Certains de ces contrats cadenassent les établissements dans des accords pluriannuels de longue durée, occasionnant des frais particulièrement élevés en cas de changement de prestataire. Pourtant, les universitaires ne sont souvent pas au courant des accords contractuels qui ont été conclus avec les fournisseurs de plateformes ou n’ont pas été consulté·e·s à propos de décisions qui, au bout du compte, auront une incidence sur leurs conditions de travail. D’importantes décisions ayant un impact sur la liberté académique des enseignantes et enseignants sont prises sans leur participation et sans la protection que leur confèrent les normes internationales ou les instruments réglementaires.

Cette année, au mois de septembre, le seul instrument international établissant des principes et des normes pour les enseignantes et enseignants de l’enseignement supérieur – la Recommandation de l’UNESCO de 1997 concernant la condition du personnel enseignant de l’enseignement supérieur – doit être réexaminé par le Comité conjoint OIT/UNESCO d'experts sur l'application des recommandations concernant le personnel enseignant.
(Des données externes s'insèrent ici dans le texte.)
use std::path::PathBuf;

use url::Url;

use crate::error::LoadError;
use crate::fetcher::Fetcher;
use crate::post::{PostSummary, PostsDocument};

#[derive(Debug, Clone)]
pub enum PostSource {
    Remote(Url),
    Local(PathBuf),
}

impl PostSource {
    /// `http(s)://` URLs are fetched; anything else names a file.
    pub fn parse(raw: &str) -> Self {
        let lowered = raw.trim().to_ascii_lowercase();
        if lowered.starts_with("http://") || lowered.starts_with("https://") {
            if let Ok(url) = Url::parse(raw.trim()) {
                return PostSource::Remote(url);
            }
        }
        PostSource::Local(PathBuf::from(raw))
    }

    /// Storage scope for preferences: the URL origin, or the directory holding
    /// the local file.
    pub fn origin(&self) -> String {
        match self {
            PostSource::Remote(url) => url.origin().ascii_serialization(),
            PostSource::Local(path) => {
                let dir = path
                    .parent()
                    .filter(|p| !p.as_os_str().is_empty())
                    .map(PathBuf::from)
                    .unwrap_or_else(|| PathBuf::from("."));
                let dir = dir.canonicalize().unwrap_or(dir);
                format!("file://{}", dir.display())
            }
        }
    }
}

pub struct PostRepository {
    source: PostSource,
    fetcher: Fetcher,
}

impl PostRepository {
    pub fn new(source: PostSource, fetcher: Fetcher) -> Self {
        Self { source, fetcher }
    }

    /// Loads the whole posts document once. No caching; each call reads again.
    pub async fn fetch_all(&self) -> Result<Vec<PostSummary>, LoadError> {
        let bytes = match &self.source {
            PostSource::Remote(url) => self.fetcher.get_bytes(url.clone()).await?.to_vec(),
            PostSource::Local(path) => std::fs::read(path).map_err(|source| LoadError::Io {
                path: path.clone(),
                source,
            })?,
        };
        let document: PostsDocument = serde_json::from_slice(&bytes)?;
        tracing::debug!(count = document.posts.len(), "parsed posts document");
        Ok(document.posts)
    }
}

#[cfg(test)]
mod tests {
    use super::*;

    #[test]
    fn source_kinds() {
        assert!(matches!(
            PostSource::parse("https://blog.example.com/blog-posts.json"),
            PostSource::Remote(_)
        ));
        assert!(matches!(
            PostSource::parse("blog-posts.json"),
            PostSource::Local(_)
        ));
    }

    #[test]
    fn remote_origin_drops_path() {
        let source = PostSource::parse("https://blog.example.com:8443/data/blog-posts.json");
        assert_eq!(source.origin(), "https://blog.example.com:8443");
    }

    #[tokio::test]
    async fn local_file_parse_failure() {
        let tmp = tempfile::tempdir().unwrap();
        let path = tmp.path().join("blog-posts.json");
        std::fs::write(&path, "{ \"posts\": [ { \"title\": 1 } ] }").unwrap();

        let repo = PostRepository::new(PostSource::Local(path), Fetcher::new("test").unwrap());
        let err = repo.fetch_all().await.unwrap_err();
        assert!(matches!(err, LoadError::Parse(_)));
    }

    #[tokio::test]
    async fn missing_local_file() {
        let tmp = tempfile::tempdir().unwrap();
        let repo = PostRepository::new(
            PostSource::Local(tmp.path().join("nope.json")),
            Fetcher::new("test").unwrap(),
        );
        assert!(matches!(repo.fetch_all().await, Err(LoadError::Io { .. })));
    }
}
pub const BUILTIN_CSS: &str = include_str!("builtin.css");

/// Themes styled by `BUILTIN_CSS`, in switcher order.
pub const THEMES: [&str; 3] = ["colorful", "light", "dark"];
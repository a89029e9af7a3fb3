use std::path::PathBuf;

use clap::{Parser, ValueEnum};

use crate::prefs::PageSize;

#[derive(Debug, Clone, Copy, ValueEnum)]
pub enum ProgressMode {
    /// Enable progress UI when stderr is a TTY.
    Auto,
    /// Always enable progress UI (even when piped).
    Always,
    /// Never show progress UI.
    Never,
}

/// Render one page of a paginated blog index, remembering the reader's page
/// and page size between runs.
#[derive(Debug, Parser)]
#[command(author, version, about)]
pub struct Args {
    /// Posts document (`{"posts": [...]}`): an `http(s)://` URL or a local path.
    #[arg(long, default_value = "blog-posts.json")]
    pub source: String,

    /// HTML page containing the `blog-posts-container`, `pagination-nav` and
    /// `posts-per-page` elements. Defaults to the built-in page.
    #[arg(long)]
    pub template: Option<PathBuf>,

    /// Where to write the rendered page.
    #[arg(long, default_value = "index.html")]
    pub out: PathBuf,

    /// Directory holding saved preferences, one file per origin.
    #[arg(long, default_value = ".blog-paginate")]
    pub state_dir: PathBuf,

    /// Preference scope. Defaults to the origin of `--source`.
    #[arg(long)]
    pub origin: Option<String>,

    /// Select a page size (a positive number or `all`); returns to page 1.
    #[arg(long)]
    pub page_size: Option<PageSize>,

    /// Go to this page, after any `--page-size` change.
    #[arg(long)]
    pub page: Option<usize>,

    /// Switch the colour theme.
    #[arg(long)]
    pub theme: Option<String>,

    /// HTTP User-Agent used when `--source` is a URL.
    #[arg(long, default_value = "blog-paginate/0.1")]
    pub user_agent: String,

    /// Progress display: `auto`, `always`, or `never`.
    #[arg(long, value_enum, default_value = "auto")]
    pub progress: ProgressMode,
}
use maud::{DOCTYPE, Markup, PreEscaped, html};

use crate::builtin;
use crate::document::{PAGE_SIZE_CONTROL, PAGINATION_NAV, POSTS_CONTAINER};
use crate::paginate::{NavItem, Navigation};
use crate::post::PostSummary;

pub const LOAD_ERROR_MESSAGE: &str = "Sorry, there was an error loading the blog posts.";

/// Choices offered by the built-in page-size control.
pub const PAGE_SIZE_OPTIONS: [&str; 5] = ["5", "10", "20", "50", "all"];

pub fn post_href(slug: &str) -> String {
    format!("posts/{slug}.html")
}

pub fn render_posts(slice: &[PostSummary]) -> Markup {
    html! {
        @for post in slice {
            (render_post(post))
        }
    }
}

fn render_post(post: &PostSummary) -> Markup {
    html! {
        div class="blog-post" {
            h3 { (post.title) }
            p class="blog-date" { (post.date) }
            p { (post.excerpt) }
            a href=(post_href(&post.slug)) class="read-more" { "Read more →" }
        }
    }
}

/// Previous/Next, one control per window entry, and the range line. Renders
/// nothing when navigation is suppressed.
pub fn render_navigation(nav: Option<&Navigation>) -> Markup {
    let Some(nav) = nav else {
        return html! {};
    };
    let current = nav.current_page;

    html! {
        div class="pagination" {
            @if current > 1 {
                button type="button" class="page-btn" data-page=(current - 1) { "← Previous" }
            } @else {
                button type="button" class="page-btn" disabled { "← Previous" }
            }
            @for item in &nav.window {
                @match item {
                    NavItem::Ellipsis => {
                        span class="page-ellipsis" { "..." }
                    }
                    NavItem::Page(n) => {
                        @if *n == current {
                            button type="button" class="page-btn active" { (n) }
                        } @else {
                            button type="button" class="page-btn" data-page=(n) { (n) }
                        }
                    }
                }
            }
            @if current < nav.total_pages {
                button type="button" class="page-btn" data-page=(current + 1) { "Next →" }
            } @else {
                button type="button" class="page-btn" disabled { "Next →" }
            }
        }
        p class="page-info" { (nav.range.to_string()) }
    }
}

pub fn render_load_error() -> Markup {
    html! {
        p { (LOAD_ERROR_MESSAGE) }
    }
}

/// Page shell carrying the three mount points, the theme switcher and the
/// bundled stylesheet. Mount points start empty.
pub fn build_shell(title: &str) -> String {
    let markup: Markup = html! {
        (DOCTYPE)
        html lang="en" data-theme=(crate::theme::DEFAULT_THEME) {
            head {
                meta charset="utf-8";
                meta name="viewport" content="width=device-width, initial-scale=1";
                title { (title) }
                style { (PreEscaped(builtin::BUILTIN_CSS)) }
            }
            body {
                header class="site-header" {
                    div class="container site-header-inner" {
                        h1 class="site-title" { (title) }
                        div class="theme-switcher" {
                            @for theme in builtin::THEMES {
                                button type="button" class="theme-btn" data-theme=(theme) { (theme) }
                            }
                        }
                    }
                }
                main class="container" {
                    div class="blog-controls" {
                        label for=(PAGE_SIZE_CONTROL) { "Posts per page: " }
                        select id=(PAGE_SIZE_CONTROL) {
                            @for value in PAGE_SIZE_OPTIONS {
                                option value=(value) { (page_size_label(value)) }
                            }
                        }
                    }
                    div id=(POSTS_CONTAINER) {}
                    nav id=(PAGINATION_NAV) {}
                }
            }
        }
    };
    markup.into_string()
}

fn page_size_label(value: &str) -> &str {
    if value == "all" { "Show all" } else { value }
}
Au début de cette année, le Groupe de haut niveau sur la profession enseignante, institué par le secrétaire général des Nations unies, a appelé à l’adoption d’un instrument international actualisé et notamment d’une convention relative à la révision des instruments existants.

Les recommandations formulées dans notre rapport concernant les plateformes numériques et leurs implications pour la liberté académique et la propriété intellectuelle devraient être considérées comme prioritaires pour la création d’un instrument visant à protéger les personnels enseignants de l’enseignement supérieur. Les syndicats de l’éducation devraient mener des campagnes de sensibilisation aux impacts des services technologiques sur le travail universitaire, étant donné que les plateformes et l’IA exercent aujourd’hui une influence majeure sur les méthodes d’enseignement dans les universités. À l’heure où les universités subissent des pressions importantes pour adopter des plateformes numériques, intégrer l’IA et s’y adapter, les personnels universitaires nécessitent d’être protégés par des normes et des instruments établis en concertation au niveau international.

Le contenu et les avis exprimés dans ce blog sont ceux de son auteur et ne reflètent pas nécessairement la position officielle de l’Internationale de l’Education.